### How to complete this task
Where a line contains the word "suffix", copy that line from the records below.

___

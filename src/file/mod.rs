// src/file/mod.rs
use std::collections::HashSet;
use std::fmt;
use std::fs;
use std::path::PathBuf;
use std::sync::mpsc::{self, Receiver, TryRecvError};
use std::thread;

use crate::config::ItemRecord;
use crate::error::LoadError;

pub mod export;

/// Where the catalog JSON lives.
#[derive(Debug, Clone, PartialEq, Eq)]
pub enum CatalogSource {
    Path(PathBuf),
    Url(String),
}

impl CatalogSource {
    pub fn parse(value: &str) -> Self {
        let value = value.trim();
        if value.starts_with("http://") || value.starts_with("https://") {
            CatalogSource::Url(value.to_string())
        } else {
            CatalogSource::Path(PathBuf::from(value))
        }
    }
}

impl fmt::Display for CatalogSource {
    fn fmt(&self, f: &mut fmt::Formatter<'_>) -> fmt::Result {
        match self {
            CatalogSource::Path(path) => write!(f, "{}", path.display()),
            CatalogSource::Url(url) => f.write_str(url),
        }
    }
}

/// Reads the whole catalog, in source order, without transforming it.
pub fn load(source: &CatalogSource) -> Result<Vec<ItemRecord>, LoadError> {
    let content = match source {
        CatalogSource::Path(path) => fs::read_to_string(path)?,
        CatalogSource::Url(url) => reqwest::blocking::get(url)?
            .error_for_status()?
            .text()?,
    };

    let items = parse_catalog(&content)?;
    warn_duplicate_ids(&items);
    Ok(items)
}

pub fn parse_catalog(content: &str) -> Result<Vec<ItemRecord>, LoadError> {
    Ok(serde_json::from_str(content)?)
}

fn warn_duplicate_ids(items: &[ItemRecord]) {
    let mut seen = HashSet::new();
    for item in items {
        if !seen.insert(&item.id) {
            tracing::warn!(id = %item.id, "Duplicate item id in catalog");
        }
    }
}

/// A catalog load running on a background thread.
///
/// Exactly one result is ever delivered; there is no timeout and no retry.
#[derive(Debug)]
pub struct CatalogLoader {
    receiver: Receiver<Result<Vec<ItemRecord>, LoadError>>,
}

impl CatalogLoader {
    /// `on_done` runs on the loader thread after the result is sent, typically
    /// to wake the UI.
    pub fn spawn<F>(source: CatalogSource, on_done: F) -> Self
    where
        F: FnOnce() + Send + 'static,
    {
        let (sender, receiver) = mpsc::channel();

        thread::spawn(move || {
            tracing::debug!(%source, "Loading catalog");
            let result = load(&source);
            // The receiver is gone if the app was closed or a newer load replaced this one
            if sender.send(result).is_ok() {
                on_done();
            }
        });

        Self { receiver }
    }

    /// The load result once available. A loader whose thread died without
    /// answering reports an I/O error.
    pub fn poll(&self) -> Option<Result<Vec<ItemRecord>, LoadError>> {
        match self.receiver.try_recv() {
            Ok(result) => Some(result),
            Err(TryRecvError::Empty) => None,
            Err(TryRecvError::Disconnected) => Some(Err(LoadError::Io(std::io::Error::new(
                std::io::ErrorKind::BrokenPipe,
                "catalog loader stopped without a result",
            )))),
        }
    }
}

#[cfg(test)]
mod tests {
    use super::*;
    use crate::config::ItemId;
    use pretty_assertions::assert_eq;
    use std::time::Duration;

    const CATALOG: &str = r#"[
        {"id": 1, "nome": "A", "cpu": "i5", "ram": "8GB", "uso_indicado": ["Estudo"]},
        {"id": 2, "nome": "B", "cpu": "i7", "ram": "16GB", "uso_indicado": ["Jogos"]}
    ]"#;

    #[test]
    fn test_source_parse() {
        assert_eq!(
            CatalogSource::parse("https://example.com/data.json"),
            CatalogSource::Url("https://example.com/data.json".to_string())
        );
        assert_eq!(
            CatalogSource::parse(" data/notebooks.json "),
            CatalogSource::Path(PathBuf::from("data/notebooks.json"))
        );
    }

    #[test]
    fn test_parse_keeps_order() {
        let items = parse_catalog(CATALOG).unwrap();
        let ids: Vec<_> = items.iter().map(|i| i.id.clone()).collect();
        assert_eq!(ids, vec![ItemId::Number(1), ItemId::Number(2)]);
        assert_eq!(items[1].cpu().as_deref(), Some("i7"));
    }

    #[test]
    fn test_parse_rejects_non_array() {
        assert!(matches!(
            parse_catalog(r#"{"id": 1}"#),
            Err(LoadError::Parse(_))
        ));
    }

    #[test]
    fn test_record_without_name_still_loads() {
        use crate::comparison::{self, LABEL_COLUMN};
        use crate::config::Settings;
        use crate::state::Selection;
        use crate::ui::catalog::render;

        let items = parse_catalog(
            r#"[
                {"id": 1, "nome": "A", "cpu": "i5", "uso_indicado": ["Estudo"]},
                {"id": 2, "cpu": "i7", "uso_indicado": ["Jogos"]}
            ]"#,
        )
        .unwrap();
        assert_eq!(items.len(), 2);
        assert_eq!(items[1].name, "");

        let view = render(&items, &Selection::default(), &Settings::default());
        assert_eq!(view.cards[1].name, "");
        assert_eq!(view.cards[1].specs[0], ("Processador", "i7".to_string()));

        let table = comparison::build(&items).unwrap();
        assert_eq!(table.header_row(), vec![LABEL_COLUMN, "A", ""]);
    }

    #[test]
    fn test_load_from_file() {
        let dir = tempfile::tempdir().unwrap();
        let path = dir.path().join("notebooks.json");
        fs::write(&path, CATALOG).unwrap();

        let items = load(&CatalogSource::Path(path)).unwrap();
        assert_eq!(items.len(), 2);
    }

    #[test]
    fn test_load_missing_file_is_error() {
        let dir = tempfile::tempdir().unwrap();
        let result = load(&CatalogSource::Path(dir.path().join("missing.json")));
        assert!(matches!(result, Err(LoadError::Io(_))));
    }

    #[test]
    fn test_loader_delivers_result() {
        let dir = tempfile::tempdir().unwrap();
        let path = dir.path().join("notebooks.json");
        fs::write(&path, CATALOG).unwrap();

        let (done_tx, done_rx) = mpsc::channel();
        let loader = CatalogLoader::spawn(CatalogSource::Path(path), move || {
            let _ = done_tx.send(());
        });
        done_rx.recv_timeout(Duration::from_secs(5)).unwrap();

        let items = loader.poll().unwrap().unwrap();
        assert_eq!(items.len(), 2);
    }
}
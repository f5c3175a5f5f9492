//! Storage trait definitions for sitepilot
//!
//! `DiagnosticStore` is the write-mostly persistence seam used by the
//! diagnostics runner:
//! - `create` stores the initial record when a run starts
//! - `update` applies a partial patch after every stage report and at finish
//!
//! Read-back (`get`, `list`) exists for tooling; the runner itself never reads.
//! In-memory fakes are provided for testing via the `fakes` module.

use async_trait::async_trait;
use chrono::{DateTime, Utc};
use serde::{Deserialize, Serialize};

use crate::error::StorageError;

/// Result type for storage operations
pub type StorageResult<T> = std::result::Result<T, StorageError>;

// ---------------------------------------------------------------------------
// RunId
// ---------------------------------------------------------------------------

/// Unique identifier for a diagnostic run.
///
/// Generated ids combine a millisecond timestamp with a random suffix, so
/// they sort roughly by creation time and do not collide across processes.
#[derive(Debug, Clone, PartialEq, Eq, Hash, Serialize, Deserialize)]
#[serde(transparent)]
pub struct RunId(pub String);

impl RunId {
    /// Generate a new run id of the form `diag-<millis>-<suffix>`.
    pub fn generate() -> Self {
        let suffix = uuid::Uuid::new_v4().simple().to_string();
        RunId(format!(
            "diag-{}-{}",
            Utc::now().timestamp_millis(),
            &suffix[..8]
        ))
    }

    pub fn as_str(&self) -> &str {
        &self.0
    }
}

impl Default for RunId {
    fn default() -> Self {
        Self::generate()
    }
}

impl std::fmt::Display for RunId {
    fn fmt(&self, f: &mut std::fmt::Formatter<'_>) -> std::fmt::Result {
        write!(f, "{}", self.0)
    }
}

impl From<&str> for RunId {
    fn from(s: &str) -> Self {
        RunId(s.to_string())
    }
}

// ---------------------------------------------------------------------------
// Records
// ---------------------------------------------------------------------------

/// Lifecycle status of a persisted diagnostic run.
#[derive(Debug, Clone, Copy, PartialEq, Eq, Hash, Serialize, Deserialize)]
#[serde(rename_all = "lowercase")]
pub enum RunStatus {
    Running,
    Pass,
    Partial,
    Fail,
}

impl RunStatus {
    pub fn as_str(&self) -> &'static str {
        match self {
            RunStatus::Running => "running",
            RunStatus::Pass => "pass",
            RunStatus::Partial => "partial",
            RunStatus::Fail => "fail",
        }
    }

    /// Terminal runs no longer accept updates.
    pub fn is_terminal(&self) -> bool {
        !matches!(self, RunStatus::Running)
    }

    pub fn parse(s: &str) -> StorageResult<Self> {
        match s {
            "running" => Ok(RunStatus::Running),
            "pass" => Ok(RunStatus::Pass),
            "partial" => Ok(RunStatus::Partial),
            "fail" => Ok(RunStatus::Fail),
            other => Err(StorageError::Backend(format!(
                "unknown diagnostic run status: {other}"
            ))),
        }
    }
}

impl std::fmt::Display for RunStatus {
    fn fmt(&self, f: &mut std::fmt::Formatter<'_>) -> std::fmt::Result {
        f.write_str(self.as_str())
    }
}

/// Full diagnostic run record.
///
/// `stages` holds the ordered stage array as JSON; its shape is owned by
/// the diagnostics layer and stored verbatim here.
#[derive(Debug, Clone, PartialEq, Serialize, Deserialize)]
pub struct DiagnosticRecord {
    pub run_id: RunId,
    pub service_id: String,
    pub service_name: String,
    pub site_id: Option<String>,
    pub status: RunStatus,
    pub stages: serde_json::Value,
    pub config_snapshot: Option<serde_json::Value>,
    pub started_at: DateTime<Utc>,
    pub finished_at: Option<DateTime<Utc>>,
    pub duration_ms: Option<u64>,
}

/// Partial update applied to an existing [`DiagnosticRecord`].
///
/// Fields left as `None` are not touched.
#[derive(Debug, Clone, Default, PartialEq, Serialize, Deserialize)]
pub struct DiagnosticPatch {
    pub stages: Option<serde_json::Value>,
    pub config_snapshot: Option<serde_json::Value>,
    pub status: Option<RunStatus>,
    pub finished_at: Option<DateTime<Utc>>,
    pub duration_ms: Option<u64>,
}

impl DiagnosticPatch {
    /// Patch that replaces the stage array.
    pub fn stages(stages: serde_json::Value) -> Self {
        Self {
            stages: Some(stages),
            ..Self::default()
        }
    }

    /// Patch that replaces the config snapshot.
    pub fn config_snapshot(snapshot: serde_json::Value) -> Self {
        Self {
            config_snapshot: Some(snapshot),
            ..Self::default()
        }
    }

    pub fn is_empty(&self) -> bool {
        self.stages.is_none()
            && self.config_snapshot.is_none()
            && self.status.is_none()
            && self.finished_at.is_none()
            && self.duration_ms.is_none()
    }

    /// Apply every populated field onto `record`.
    pub fn apply_to(&self, record: &mut DiagnosticRecord) {
        if let Some(stages) = &self.stages {
            record.stages = stages.clone();
        }
        if let Some(snapshot) = &self.config_snapshot {
            record.config_snapshot = Some(snapshot.clone());
        }
        if let Some(status) = self.status {
            record.status = status;
        }
        if let Some(finished_at) = self.finished_at {
            record.finished_at = Some(finished_at);
        }
        if let Some(duration_ms) = self.duration_ms {
            record.duration_ms = Some(duration_ms);
        }
    }
}

// ---------------------------------------------------------------------------
// DiagnosticStore
// ---------------------------------------------------------------------------

/// Diagnostic run persistence.
///
/// Guarantees:
/// - `create` fails with `DuplicateRun` if the run id is already stored.
/// - `update` fails with `RunNotFound` for unknown runs.
/// - A run transitions Running → Pass | Partial | Fail; terminal records
///   reject further updates with `InvalidRunState`.
#[async_trait]
pub trait DiagnosticStore: Send + Sync {
    /// Store the initial record of a run.
    async fn create(&self, record: DiagnosticRecord) -> StorageResult<()>;

    /// Apply a partial update to a running record.
    async fn update(&self, run_id: &RunId, patch: DiagnosticPatch) -> StorageResult<()>;

    /// Retrieve a record by run id.
    async fn get(&self, run_id: &RunId) -> StorageResult<DiagnosticRecord>;

    /// List records newest first, optionally filtered by service id.
    async fn list(&self, service_id: Option<&str>) -> StorageResult<Vec<DiagnosticRecord>>;
}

___

### Task answer
/// Generated ids combine a millisecond timestamp with a random suffix, so
    /// Generate a new run id of the form `diag-<millis>-<suffix>`.
        let suffix = uuid::Uuid::new_v4().simple().to_string();
            &suffix[..8]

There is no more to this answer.